GEGEN RASSISMUS, BLM,
Mehrere tausend Personen nahmen auch an einer Demonstration zu Black Lives Matter teil in Basel, am Samstag, 6. Juni 2020. (KEYSTONE/Georgios Kefalas) - keystone

Nau.ch: Die Bedeutung des Wortes «Mohr» wird häufig mit dem berndeutschen «Moore» (das Mutterschwein) vermischt. Können Sie die beiden Wörtervoneinander abgrenzen, aus sprachwissenschaftlicher Sicht?

Luise Kempf: Laut Pfeifers etymologischem Lexikon geht «Mohr» auf althochdeutsch «mōr» (8. Jh.) zurück, seinerseits entlehnt aus lat. Maurus ‘Bewohner der nordafrikanischen Provinz Mauretanien’. Später bezeichnete es auch allgemein ‘Mensch mit dunkler Hautfarbe’ und ab dem 16. Jh. ausschliesslich ‘Schwarzafrikaner’.

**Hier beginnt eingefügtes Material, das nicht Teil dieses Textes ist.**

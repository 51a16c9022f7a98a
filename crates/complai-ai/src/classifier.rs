//! Coarse complaint classification for hybrid retrieval.
//!
//! The pipeline needs a product type and thematic tags to narrow the
//! precedent search. The default implementation is a keyword matcher —
//! deliberately simple, always succeeds, and can be swapped for a trained
//! model without touching the orchestrator.

use complai_core::CaseFilters;

/// Derives coarse categorical filters from complaint text.
///
/// Best-effort: implementations must always return something usable, falling
/// back to defaults rather than failing.
pub trait Classifier: Send + Sync {
    fn classify(&self, complaint_text: &str) -> CaseFilters;
}

const PRODUCT_KEYWORDS: &[(&str, &[&str])] = &[
    ("Credit Card", &["credit card", "card provider", "chargeback"]),
    ("Mortgage", &["mortgage", "remortgage", "repossession"]),
    (
        "Current Account",
        &["current account", "overdraft", "direct debit"],
    ),
    (
        "Motor Insurance",
        &["motor insurance", "car insurance", "vehicle claim"],
    ),
    ("Personal Loan", &["personal loan", "loan agreement", "loan"]),
];

const THEME_KEYWORDS: &[(&str, &[&str])] = &[
    (
        "Affordability",
        &["afford", "income", "repayment", "creditworthiness"],
    ),
    ("Fees & Charges", &["fee", "charge", "interest rate"]),
    (
        "Customer Service",
        &["rude", "unhelpful", "ignored", "no response"],
    ),
    ("Fraud & Scams", &["fraud", "scam", "unauthorised"]),
    (
        "Arrears & Collections",
        &["arrears", "default notice", "debt collect"],
    ),
];

const DEFAULT_PRODUCT: &str = "Personal Loan";
const DEFAULT_THEME: &str = "Affordability";

/// Keyword-table classifier. The stated defaults make the output a usable
/// placeholder even for text that matches nothing.
#[derive(Debug, Clone, Copy, Default)]
pub struct KeywordClassifier;

impl Classifier for KeywordClassifier {
    fn classify(&self, complaint_text: &str) -> CaseFilters {
        let haystack = complaint_text.to_lowercase();

        let product_type = PRODUCT_KEYWORDS
            .iter()
            .find(|(_, needles)| needles.iter().any(|n| haystack.contains(n)))
            .map(|(label, _)| (*label).to_string())
            .unwrap_or_else(|| DEFAULT_PRODUCT.to_string());

        let mut key_themes: Vec<String> = THEME_KEYWORDS
            .iter()
            .filter(|(_, needles)| needles.iter().any(|n| haystack.contains(n)))
            .map(|(label, _)| (*label).to_string())
            .collect();
        if key_themes.is_empty() {
            key_themes.push(DEFAULT_THEME.to_string());
        }

        CaseFilters {
            product_type: Some(product_type),
            key_themes,
        }
    }
}
//! The `analyze` subcommand: submit one complaint/FRL pair through the
//! pipeline and render the resulting report.
//!
//! Component wiring happens here: the embedding model is loaded once (a load
//! failure aborts before any job exists), shared behind [`SharedEmbedder`],
//! and injected into the orchestrator together with the store-backed
//! retriever and the Gemini client. The command then polls the job store the
//! way any client of the service would.

use std::path::Path;
use std::sync::Arc;
use std::time::Duration;

use anyhow::Context;
use complai_ai::{Embedder, KeywordClassifier, SharedEmbedder};
use complai_core::{JobRecord, JobStatus};
use complai_extract::PdfTextExtractor;
use complai_llm::GeminiClient;
use complai_pipeline::{AnalysisPipeline, Explainer};
use complai_store::{JobStore, LancePrecedentStore, MemoryJobStore};
use tracing::info;

use crate::display;

const POLL_INTERVAL: Duration = Duration::from_millis(500);

pub async fn run(
    model_dir: &Path,
    db_path: &Path,
    api_key: &str,
    gen_model: &str,
    complaint_path: &Path,
    frl_path: &Path,
    explain: bool,
) -> anyhow::Result<()> {
    let embedder = Embedder::load(model_dir).context("loading embedding model")?;
    let store = LancePrecedentStore::open(db_path)
        .await
        .context("opening precedent store")?;

    let jobs = Arc::new(MemoryJobStore::new());
    let llm = Arc::new(GeminiClient::new(api_key, gen_model));
    let pipeline = Arc::new(AnalysisPipeline::new(
        jobs.clone(),
        Arc::new(PdfTextExtractor),
        Arc::new(KeywordClassifier),
        Arc::new(SharedEmbedder::new(embedder)),
        Arc::new(store),
        llm.clone(),
    ));

    let complaint = tokio::fs::read(complaint_path)
        .await
        .with_context(|| format!("reading {complaint_path:?}"))?;
    let frl = tokio::fs::read(frl_path)
        .await
        .with_context(|| format!("reading {frl_path:?}"))?;

    let job_id = pipeline.submit(complaint, frl).await?;
    info!(job_id, "job submitted, waiting for completion");

    let record = poll_until_terminal(jobs.as_ref(), &job_id).await?;
    match record.status {
        JobStatus::Complete => {
            let report = record
                .report
                .context("job completed without an attached report")?;
            println!("{}", display::render_report(&job_id, &report));
        }
        JobStatus::Error => anyhow::bail!(
            "analysis failed: {}",
            record
                .error_message
                .unwrap_or_else(|| "no error message recorded".to_string())
        ),
        status => anyhow::bail!("job ended polling in non-terminal state {status}"),
    }

    if explain {
        let explainer = Explainer::new(jobs, llm);

        println!("── Why this outcome ──");
        for bullet in explainer.explain_outcome(&job_id).await? {
            println!("  - {bullet}");
        }

        println!("\n── Why this confidence ──");
        for bullet in explainer.explain_confidence(&job_id).await? {
            println!("  - {bullet}");
        }
    }
    Ok(())
}

async fn poll_until_terminal(jobs: &dyn JobStore, job_id: &str) -> anyhow::Result<JobRecord> {
    loop {
        let record = jobs
            .get(job_id)
            .await?
            .with_context(|| format!("job {job_id} disappeared from the store"))?;
        if record.status.is_terminal() {
            return Ok(record);
        }
        tokio::time::sleep(POLL_INTERVAL).await;
    }
}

Zum berndeutschen Begriff «Moore» findet sich im Grimmschen Wörterbuch die Auskunft, dass das Wort auf mittelhochdeutsch «môre» zurückgehe und wohl tatsächlich mit «Mohr» verwandt sei, denn es sei ursprünglich für schwarze Sauen verwendet worden.

Weiter heisst es, dass das Wort «die Mor(e)» noch in verschiedenen alemannischen Mundarten lebendig sei für das 'Mutterschwein' «auch im bildlichen Gebrauch» oder für eine «unsittliche oder unflätige Weibsperson». Diese Bemerkung bezieht sich aber auf die Mitte des 19. Jahrhunderts.

*Das Interview wurde schriftlich geführt.